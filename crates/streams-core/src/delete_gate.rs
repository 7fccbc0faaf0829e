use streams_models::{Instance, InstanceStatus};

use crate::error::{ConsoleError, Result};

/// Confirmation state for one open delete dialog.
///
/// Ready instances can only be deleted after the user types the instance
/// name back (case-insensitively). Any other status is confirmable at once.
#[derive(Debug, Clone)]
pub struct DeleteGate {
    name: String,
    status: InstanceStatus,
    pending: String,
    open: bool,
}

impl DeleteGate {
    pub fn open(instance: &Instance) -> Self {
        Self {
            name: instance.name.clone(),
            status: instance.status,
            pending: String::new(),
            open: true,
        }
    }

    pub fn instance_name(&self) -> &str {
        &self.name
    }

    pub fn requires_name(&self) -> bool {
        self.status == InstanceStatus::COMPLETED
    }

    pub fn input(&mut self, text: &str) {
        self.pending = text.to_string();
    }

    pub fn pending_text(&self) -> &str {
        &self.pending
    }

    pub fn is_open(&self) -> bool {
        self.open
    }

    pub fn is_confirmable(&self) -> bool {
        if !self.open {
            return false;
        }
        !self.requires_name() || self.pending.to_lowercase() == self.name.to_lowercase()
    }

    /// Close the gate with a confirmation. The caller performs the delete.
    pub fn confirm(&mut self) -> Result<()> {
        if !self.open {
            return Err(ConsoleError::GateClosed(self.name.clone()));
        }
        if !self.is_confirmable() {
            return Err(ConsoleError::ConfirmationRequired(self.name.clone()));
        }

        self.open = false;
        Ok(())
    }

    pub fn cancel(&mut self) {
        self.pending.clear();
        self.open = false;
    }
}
-- -- --
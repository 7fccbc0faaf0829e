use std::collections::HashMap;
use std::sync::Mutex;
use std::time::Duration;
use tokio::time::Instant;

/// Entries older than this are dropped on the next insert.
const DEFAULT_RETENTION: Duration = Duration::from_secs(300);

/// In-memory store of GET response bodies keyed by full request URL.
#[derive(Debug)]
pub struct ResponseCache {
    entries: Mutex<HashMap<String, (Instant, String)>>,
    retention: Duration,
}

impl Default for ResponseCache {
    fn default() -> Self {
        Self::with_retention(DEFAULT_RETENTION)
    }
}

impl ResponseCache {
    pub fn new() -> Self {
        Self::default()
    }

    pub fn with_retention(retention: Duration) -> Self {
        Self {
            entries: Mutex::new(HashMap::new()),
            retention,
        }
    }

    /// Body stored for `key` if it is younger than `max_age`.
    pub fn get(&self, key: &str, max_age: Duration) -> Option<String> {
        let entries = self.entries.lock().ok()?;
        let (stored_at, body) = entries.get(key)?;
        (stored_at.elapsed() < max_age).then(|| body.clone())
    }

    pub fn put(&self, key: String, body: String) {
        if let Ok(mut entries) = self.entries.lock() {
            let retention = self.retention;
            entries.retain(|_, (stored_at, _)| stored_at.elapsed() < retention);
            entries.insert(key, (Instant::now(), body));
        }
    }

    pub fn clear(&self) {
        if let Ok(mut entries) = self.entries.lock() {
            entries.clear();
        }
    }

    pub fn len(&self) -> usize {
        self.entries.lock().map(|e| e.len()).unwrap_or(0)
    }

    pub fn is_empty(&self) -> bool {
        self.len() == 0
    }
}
-- -- --
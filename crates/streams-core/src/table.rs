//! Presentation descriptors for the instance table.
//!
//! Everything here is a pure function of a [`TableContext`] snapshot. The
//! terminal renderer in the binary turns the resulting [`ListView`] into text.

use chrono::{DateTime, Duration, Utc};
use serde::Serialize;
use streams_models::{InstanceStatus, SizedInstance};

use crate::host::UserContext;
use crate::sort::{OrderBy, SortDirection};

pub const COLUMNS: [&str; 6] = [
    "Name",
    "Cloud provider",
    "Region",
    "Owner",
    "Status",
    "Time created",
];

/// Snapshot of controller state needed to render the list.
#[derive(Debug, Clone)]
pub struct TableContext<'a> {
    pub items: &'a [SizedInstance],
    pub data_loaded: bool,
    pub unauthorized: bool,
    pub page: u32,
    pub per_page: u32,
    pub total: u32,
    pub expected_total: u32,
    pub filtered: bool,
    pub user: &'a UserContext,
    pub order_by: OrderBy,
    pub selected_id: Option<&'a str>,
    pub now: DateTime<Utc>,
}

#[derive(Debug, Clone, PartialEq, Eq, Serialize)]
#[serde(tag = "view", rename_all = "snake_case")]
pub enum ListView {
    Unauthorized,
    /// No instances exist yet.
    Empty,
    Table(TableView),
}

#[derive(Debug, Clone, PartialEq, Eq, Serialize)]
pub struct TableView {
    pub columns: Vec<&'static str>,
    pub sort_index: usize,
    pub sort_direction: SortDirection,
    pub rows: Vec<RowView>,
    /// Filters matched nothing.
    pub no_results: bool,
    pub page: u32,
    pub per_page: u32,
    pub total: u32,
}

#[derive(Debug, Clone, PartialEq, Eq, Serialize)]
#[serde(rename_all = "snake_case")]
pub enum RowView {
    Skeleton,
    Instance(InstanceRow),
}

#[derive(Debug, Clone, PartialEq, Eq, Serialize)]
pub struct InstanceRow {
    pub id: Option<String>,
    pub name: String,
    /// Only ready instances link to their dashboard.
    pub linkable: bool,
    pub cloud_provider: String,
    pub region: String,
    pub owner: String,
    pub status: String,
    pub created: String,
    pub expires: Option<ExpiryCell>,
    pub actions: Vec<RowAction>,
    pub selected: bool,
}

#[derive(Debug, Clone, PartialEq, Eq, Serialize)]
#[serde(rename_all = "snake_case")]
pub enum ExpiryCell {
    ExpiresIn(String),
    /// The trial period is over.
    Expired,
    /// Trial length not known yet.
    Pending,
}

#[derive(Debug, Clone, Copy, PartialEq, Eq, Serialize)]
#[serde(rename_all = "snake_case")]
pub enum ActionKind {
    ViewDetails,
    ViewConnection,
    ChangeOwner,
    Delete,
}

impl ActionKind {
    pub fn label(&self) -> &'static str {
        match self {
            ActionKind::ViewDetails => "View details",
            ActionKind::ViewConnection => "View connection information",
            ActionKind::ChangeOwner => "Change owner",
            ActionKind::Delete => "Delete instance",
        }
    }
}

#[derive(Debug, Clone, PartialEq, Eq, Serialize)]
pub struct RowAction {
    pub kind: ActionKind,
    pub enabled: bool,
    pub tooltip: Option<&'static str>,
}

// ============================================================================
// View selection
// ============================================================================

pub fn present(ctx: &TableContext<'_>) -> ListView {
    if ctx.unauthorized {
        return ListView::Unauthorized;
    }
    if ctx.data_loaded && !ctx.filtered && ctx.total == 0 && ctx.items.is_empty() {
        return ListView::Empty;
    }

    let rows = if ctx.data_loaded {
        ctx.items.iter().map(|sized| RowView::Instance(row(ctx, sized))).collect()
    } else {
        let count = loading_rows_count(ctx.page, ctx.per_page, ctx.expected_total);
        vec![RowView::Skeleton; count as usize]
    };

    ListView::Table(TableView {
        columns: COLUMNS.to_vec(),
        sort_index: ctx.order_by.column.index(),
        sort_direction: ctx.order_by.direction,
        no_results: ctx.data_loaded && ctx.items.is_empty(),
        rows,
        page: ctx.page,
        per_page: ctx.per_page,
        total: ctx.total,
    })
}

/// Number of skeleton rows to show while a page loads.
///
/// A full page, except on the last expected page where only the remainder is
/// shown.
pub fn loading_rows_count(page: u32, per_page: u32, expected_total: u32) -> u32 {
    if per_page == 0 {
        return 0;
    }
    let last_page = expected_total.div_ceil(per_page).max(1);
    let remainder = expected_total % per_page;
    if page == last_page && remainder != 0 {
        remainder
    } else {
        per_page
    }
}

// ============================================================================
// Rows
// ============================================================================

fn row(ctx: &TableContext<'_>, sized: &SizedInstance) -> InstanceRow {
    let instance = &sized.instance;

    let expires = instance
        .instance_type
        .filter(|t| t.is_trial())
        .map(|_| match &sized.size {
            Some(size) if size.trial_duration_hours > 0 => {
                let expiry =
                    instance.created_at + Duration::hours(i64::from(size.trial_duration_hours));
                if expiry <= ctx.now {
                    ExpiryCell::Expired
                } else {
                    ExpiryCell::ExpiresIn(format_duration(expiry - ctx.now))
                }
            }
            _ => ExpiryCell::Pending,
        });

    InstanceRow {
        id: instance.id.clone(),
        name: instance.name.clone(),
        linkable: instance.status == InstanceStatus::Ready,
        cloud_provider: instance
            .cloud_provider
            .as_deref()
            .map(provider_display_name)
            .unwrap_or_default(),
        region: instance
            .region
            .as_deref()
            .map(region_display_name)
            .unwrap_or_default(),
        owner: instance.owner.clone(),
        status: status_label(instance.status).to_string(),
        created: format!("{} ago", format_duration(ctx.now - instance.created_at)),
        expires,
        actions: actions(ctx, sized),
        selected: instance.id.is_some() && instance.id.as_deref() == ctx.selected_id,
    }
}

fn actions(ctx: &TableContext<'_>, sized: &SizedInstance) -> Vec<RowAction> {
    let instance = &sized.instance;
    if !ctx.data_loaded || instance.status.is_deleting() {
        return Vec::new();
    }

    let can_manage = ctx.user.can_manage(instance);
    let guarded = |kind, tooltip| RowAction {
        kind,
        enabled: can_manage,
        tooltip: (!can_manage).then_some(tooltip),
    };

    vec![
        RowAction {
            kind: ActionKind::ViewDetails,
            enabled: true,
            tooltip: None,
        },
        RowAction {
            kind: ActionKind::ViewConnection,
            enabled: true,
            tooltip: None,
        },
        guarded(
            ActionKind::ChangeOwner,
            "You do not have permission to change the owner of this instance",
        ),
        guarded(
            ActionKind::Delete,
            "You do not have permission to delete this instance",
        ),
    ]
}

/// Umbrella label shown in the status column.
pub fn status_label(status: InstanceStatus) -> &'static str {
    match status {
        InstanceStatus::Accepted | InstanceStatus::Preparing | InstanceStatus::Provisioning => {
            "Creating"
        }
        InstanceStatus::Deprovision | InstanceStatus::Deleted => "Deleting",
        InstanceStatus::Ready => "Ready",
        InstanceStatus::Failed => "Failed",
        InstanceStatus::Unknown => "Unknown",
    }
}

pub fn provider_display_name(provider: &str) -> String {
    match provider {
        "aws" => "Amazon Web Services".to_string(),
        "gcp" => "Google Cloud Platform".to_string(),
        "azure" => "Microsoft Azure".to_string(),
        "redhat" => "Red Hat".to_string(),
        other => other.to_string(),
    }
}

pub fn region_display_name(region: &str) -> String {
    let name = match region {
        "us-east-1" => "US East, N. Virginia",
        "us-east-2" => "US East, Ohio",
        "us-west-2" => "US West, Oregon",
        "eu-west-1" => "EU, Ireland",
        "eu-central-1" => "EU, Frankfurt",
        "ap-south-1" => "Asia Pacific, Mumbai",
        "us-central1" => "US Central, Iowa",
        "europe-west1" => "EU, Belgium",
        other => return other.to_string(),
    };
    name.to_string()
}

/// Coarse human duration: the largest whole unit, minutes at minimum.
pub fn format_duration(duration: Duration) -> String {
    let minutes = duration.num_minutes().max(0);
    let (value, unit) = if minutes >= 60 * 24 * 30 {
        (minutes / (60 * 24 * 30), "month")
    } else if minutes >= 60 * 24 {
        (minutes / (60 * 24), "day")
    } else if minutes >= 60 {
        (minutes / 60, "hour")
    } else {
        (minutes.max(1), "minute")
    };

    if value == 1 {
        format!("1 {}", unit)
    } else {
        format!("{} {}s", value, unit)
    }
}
-- -- --
Exercise
Show all lines above holding "permission".

Exercise output
            "You do not have permission to change the owner of this instance",
            "You do not have permission to delete this instance",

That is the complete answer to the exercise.